RODOLPHO MOTTA LIMA* – DIRETO DA REDAÇÃO
Eu pretendia, nesta semana, mudar de assunto, fugindo às coisas do ensino e da Educação. Afinal, no mundo e no país, há muitos acontecimentos que são um convite à opinião e ao debate. Motivado, porém, pelos recentes dados disponibilizados pelo ENEM, continuo no tema.
Disraeli, primeiro-ministro britânico na segunda metade do século XIX, disse, certa vez, que "há três espécies de mentiras: mentiras, mentiras deslavadas e estatísticas". Lembrei-me disso a propósito do tratamento que se está dando aos referidos dados, em função de diferentes pontos de vista e interesses. Por um lado , o Governo, sem deixar de reconhecer os problemas da área, destaca a pequena melhoria que os números traduzem e assevera que se encontram dentro das metas previstas no Plano Nacional de Educação (PNE). Por outro lado, a grande mídia – como sempre, destituída da isenção que a deveria caracterizar – aproveita os resultados para dele retirar apenas as ilações negativas, sempre com os objetivos nada disfarçados de demonizar o Governo e suas ações.

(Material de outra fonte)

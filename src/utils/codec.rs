use flate2::read::GzDecoder;
use flate2::write::GzEncoder;
use flate2::Compression;
use std::io::{Read, Write};

use crate::config::StorageFormat;
use crate::models::game_data::GameData;
use crate::utils::crypto;
use crate::utils::error::AppResult;

/// 本地编解码器：GameData 和字节流互转。
///
/// Json 格式就是带缩进的 serde_json 输出；Binary 格式在此基础上
/// 先 gzip 压缩再 AES-256-CBC 加密，对应原模板里的加密二进制存档。
pub fn encode(data: &GameData, format: StorageFormat) -> AppResult<Vec<u8>> {
    let json = serde_json::to_vec_pretty(data)?;
    match format {
        StorageFormat::Json => Ok(json),
        StorageFormat::Binary => {
            let mut encoder = GzEncoder::new(Vec::new(), Compression::default());
            encoder.write_all(&json)?;
            let compressed = encoder.finish()?;
            crypto::encrypt(&compressed)
        }
    }
}

pub fn decode(bytes: &[u8], format: StorageFormat) -> AppResult<GameData> {
    match format {
        StorageFormat::Json => Ok(serde_json::from_slice(bytes)?),
        StorageFormat::Binary => {
            let compressed = crypto::decrypt(bytes)?;
            let mut decoder = GzDecoder::new(compressed.as_slice());
            let mut json = Vec::new();
            decoder.read_to_end(&mut json)?;
            Ok(serde_json::from_slice(&json)?)
        }
    }
}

Penso que a oposição midiática, no afã de construir suas críticas, deliberadamente mistura laranjas e bananas ao promover comparações inadequadas e manipula os números “selecionando” o que convém aos seus propósitos. Bem ao gosto de Disraeli. Apesar disso, deve-se reconhecer que o que foi divulgado pelo MEC – com transparência, diga-se, digna de aplausos – traduz, no geral, uma indesejável realidade, que nos permite aferir a quantas anda o ensino entre nós, particularmente o ensino médio, de que tratam os dados do ENEM.

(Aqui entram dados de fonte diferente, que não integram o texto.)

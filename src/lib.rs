pub mod config;
pub mod models;
pub mod services;
pub mod utils;

pub use config::{AppConfig, ConflictStrategy, StorageFormat};
pub use models::events::{Notice, SyncEvent};
pub use models::game_data::GameData;
pub use models::save_meta::{SaveMetadata, SlotRecord};
pub use services::auth::{AuthGateway, HttpAuthGateway, PlayerSession, SignInMode};
pub use services::cloud::{HttpSaveRemote, SaveSlotRemote};
pub use services::notifier::{LogNotifier, Notifier};
pub use services::storage::LocalStore;
pub use services::sync::{SyncController, SyncState};
pub use utils::error::{AppError, AppResult};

Ao considerar auspiciosa o que define como pequena melhora, o MEC justifica-se argumentando que, em Educação, nada se constrói da noite para o dia. Isso é certo, e devemos reconhecer que os governos do PT têm- se mostrado preocupados com a área, o que se percebe em diversos sinais: a criação expressiva de escolas técnicas, o aumento do número de Universidades federais, o projeto de disseminação de creches, as possibilidades abertas pelo Pro-Uni , o fortalecimento e crescimento do próprio ENEM e tantas outra medidas que merecem aplausos. Mas não é menos correto afirmar-se que, em um país como o nosso, que ainda convive com gritantes desníveis sociais, a educação é como a fome: não pode esperar.

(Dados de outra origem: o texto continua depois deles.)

//! Year schedule: placed slots and the reactive conflict log.
//!
//! A `YearSchedule` is the per-year solution container. Insertion is
//! deliberately permissive: an overlapping slot is still appended, and
//! every overlap found against the slots already present is recorded in
//! the conflict log with a classified reason. Conflicts are logged,
//! never dropped, and never prevent insertion — the proactive search in
//! the placement engine is a separate tier that keeps this log empty
//! for search-produced slots, while fixed-position entries bypass it
//! and may legitimately populate the log.

use serde::{Deserialize, Serialize};
use std::fmt;
use std::sync::Arc;

use crate::grid::Weekday;

use super::{Course, Department, InstructorName};

/// A grid cell assigned to a course.
///
/// Many slots share one `Course`; the reference is shared, not owned.
#[derive(Debug, Clone, Serialize, Deserialize)]
pub struct PlacedSlot {
    /// Teaching day.
    pub day: Weekday,
    /// Start, minutes since midnight (inclusive).
    pub start_min: u16,
    /// End, minutes since midnight (exclusive).
    pub end_min: u16,
    /// The course occupying this cell.
    pub course: Arc<Course>,
    /// Whether this is a lab hour.
    pub is_lab: bool,
    /// Section number (1 or 2).
    pub section: u8,
    /// Assigned room, if any. The engine never fills this.
    pub classroom: Option<String>,
}

impl PlacedSlot {
    /// Creates a placed slot with section 1 and no room.
    pub fn new(
        day: Weekday,
        start_min: u16,
        end_min: u16,
        course: Arc<Course>,
        is_lab: bool,
    ) -> Self {
        Self {
            day,
            start_min,
            end_min,
            course,
            is_lab,
            section: 1,
            classroom: None,
        }
    }

    /// Sets the section number.
    pub fn with_section(mut self, section: u8) -> Self {
        self.section = section;
        self
    }

    /// Whether two slots occupy intersecting time on the same day.
    ///
    /// Half-open interval test: touching slots do not overlap.
    #[inline]
    pub fn overlaps(&self, other: &PlacedSlot) -> bool {
        self.day == other.day && self.start_min < other.end_min && other.start_min < self.end_min
    }
}

/// Classified reason for a logged conflict.
#[derive(Debug, Clone, PartialEq, Eq, Serialize, Deserialize)]
pub enum ConflictReason {
    /// Both slots are taught by the same instructor.
    InstructorClash(InstructorName),
    /// Both slots are electives of the same department.
    ElectiveOverlap(Department),
    /// Plain time overlap with no further classification.
    TimeOverlap,
}

impl fmt::Display for ConflictReason {
    fn fmt(&self, f: &mut fmt::Formatter<'_>) -> fmt::Result {
        match self {
            ConflictReason::InstructorClash(name) => write!(f, "Instructor {name} conflict"),
            ConflictReason::ElectiveOverlap(Department::Ceng) => write!(f, "CENG elective overlap"),
            ConflictReason::ElectiveOverlap(_) => write!(f, "SENG elective overlap"),
            ConflictReason::TimeOverlap => write!(f, "Time overlap"),
        }
    }
}

/// A pair of overlapping slots recorded at insertion time.
#[derive(Debug, Clone, Serialize, Deserialize)]
pub struct Conflict {
    /// The slot being inserted.
    pub incoming: PlacedSlot,
    /// The slot it collided with.
    pub existing: PlacedSlot,
    /// Classified reason.
    pub reason: ConflictReason,
}

/// The complete schedule for one academic year.
///
/// Created empty, mutated only during that year's construction, then
/// treated as read-only input for later years.
#[derive(Debug, Clone, Serialize, Deserialize)]
pub struct YearSchedule {
    /// Academic year (1–4).
    pub year: u8,
    /// Placed slots in insertion order.
    pub slots: Vec<PlacedSlot>,
    /// Reactive conflict log.
    pub conflicts: Vec<Conflict>,
}

impl YearSchedule {
    /// Creates an empty schedule for a year.
    pub fn new(year: u8) -> Self {
        Self {
            year,
            slots: Vec::new(),
            conflicts: Vec::new(),
        }
    }

    /// Inserts a slot, logging any overlaps with slots already present.
    ///
    /// The slot is appended even when it conflicts. Returns `true` when
    /// the insertion was conflict-free.
    pub fn insert(&mut self, slot: PlacedSlot) -> bool {
        let mut clean = true;
        for existing in &self.slots {
            if slot.overlaps(existing) {
                self.conflicts.push(Conflict {
                    incoming: slot.clone(),
                    existing: existing.clone(),
                    reason: classify(&slot, existing),
                });
                clean = false;
            }
        }
        self.slots.push(slot);
        clean
    }

    /// Slots on the given day, in insertion order.
    pub fn slots_on(&self, day: Weekday) -> impl Iterator<Item = &PlacedSlot> {
        self.slots.iter().filter(move |s| s.day == day)
    }

    /// Whether any slot references the given course code.
    pub fn contains_course(&self, code: &str) -> bool {
        self.slots.iter().any(|s| s.course.code == code)
    }

    /// Whether the reactive log is non-empty.
    pub fn has_conflicts(&self) -> bool {
        !self.conflicts.is_empty()
    }

    /// Removes all slots and conflicts.
    pub fn clear(&mut self) {
        self.slots.clear();
        self.conflicts.clear();
    }
}

/// Classifies why two overlapping slots collide.
fn classify(a: &PlacedSlot, b: &PlacedSlot) -> ConflictReason {
    let ia = &a.course.instructor;
    if !ia.is_unconstrained() && ia == &b.course.instructor {
        return ConflictReason::InstructorClash(ia.clone());
    }
    if a.course.is_elective()
        && b.course.is_elective()
        && a.course.department == b.course.department
        && a.course.department != Department::Common
    {
        return ConflictReason::ElectiveOverlap(a.course.department);
    }
    ConflictReason::TimeOverlap
}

É claro – e os opositores convenientemente se esquecem disso – que o processo de debilidade do nosso sistema educacional não é responsabilidade dos últimos governos (é interessante como se mencionam sempre, na estatística, os “últimos nove anos”), mas vem sendo urdido paulatinamente, insidiosamente, com o beneplácito das elites nacionais. A classe média, devidamente cooptada, a partir do momento em que conseguiu matricular seus filhos na escola particular, desinteressou-se pelos destinos da escola pública (como fez com a saúde pública). Sem reações consistentes, o ensino público, voltado só para as camadas populares, foi entregue à sua própria sorte por governos ideologicamente comprometidos com interesses contrários aos do povo. A tese do estado mínimo, tão cara aos privilegiados, tomou conta também do campo da educação.
Houve, é claro, aqui e ali, dignas exceções. Leonel Brizola, por exemplo – amparado na teoria e na prática por Darcy Ribeiro – tentou encaminhar uma solução: os CIEPs , com sua filosofia de inserção, seu regime de tempo integral, seu compromisso absoluto com as necessidades várias das crianças socialmente excluídas. Mas a visão tacanha de alguns – com forte participação, então, da classe média – considerou absurdo o investimento que se fazia e dinamitou a idéia de colégios de excelência para o povo. Fruto de posturas egoístas que se multiplicaram, o que mais se ouvia, então, era que não tinham sentido aqueles gastos em poucos colégios, quando se podia construir uma quantidade bem maior com o mesmo dispêndio. Mas quem argumentava assim sabia muito bem da importância da Educação de qualidade e punha seus filhos em excelentes colégios particulares, pagando caríssimo por isso...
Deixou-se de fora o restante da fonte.